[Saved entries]
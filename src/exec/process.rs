use std::ffi::{OsStr, OsString};
use std::process::{Command, Stdio};

use tracing::debug;

use super::ToolRunner;
use crate::error::{Error, Result};

/// Runs the archiver as a child process.
///
/// Stdin and stderr are inherited from the plugin process; stdout is
/// collected and returned once the child exits.
#[derive(Debug, Default, Clone, Copy)]
pub struct ProcessRunner;

impl ToolRunner for ProcessRunner {
    fn run(&self, program: &OsStr, args: &[OsString]) -> Result<Vec<u8>> {
        let output = Command::new(program)
            .args(args)
            .stdin(Stdio::inherit())
            .stderr(Stdio::inherit())
            .stdout(Stdio::piped())
            .output()
            .map_err(|source| Error::Spawn {
                program: program.to_os_string(),
                source,
            })?;

        debug!(status = ?output.status, bytes = output.stdout.len(), "archiver finished");

        if !output.status.success() {
            return Err(Error::ToolFailed {
                program: program.to_os_string(),
                code: output.status.code(),
            });
        }
        Ok(output.stdout)
    }
}

#[cfg(all(test, unix))]
mod tests {
    use super::*;

    fn sh(script: &str) -> Result<Vec<u8>> {
        ProcessRunner.run(
            OsStr::new("/bin/sh"),
            &[OsString::from("-c"), OsString::from(script)],
        )
    }

    #[test]
    fn captures_stdout_bytes() {
        let out = sh(r"printf 'a\377b\n'").unwrap();
        assert_eq!(out, b"a\xffb\n");
    }

    #[test]
    fn empty_output_is_ok() {
        assert!(sh("true").unwrap().is_empty());
    }

    #[test]
    fn non_zero_exit_is_tool_failure() {
        match sh("exit 3") {
            Err(Error::ToolFailed { code, .. }) => assert_eq!(code, Some(3)),
            other => panic!("expected ToolFailed, got {other:?}"),
        }
    }

    #[test]
    fn missing_program_is_spawn_error() {
        let err = ProcessRunner
            .run(OsStr::new("/nonexistent/extfs-archiver"), &[])
            .unwrap_err();
        assert!(matches!(err, Error::Spawn { .. }));
    }
}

Exercise requirements –
The number alone is wanted: how many lines of the records above include the string "script".

Your response –
2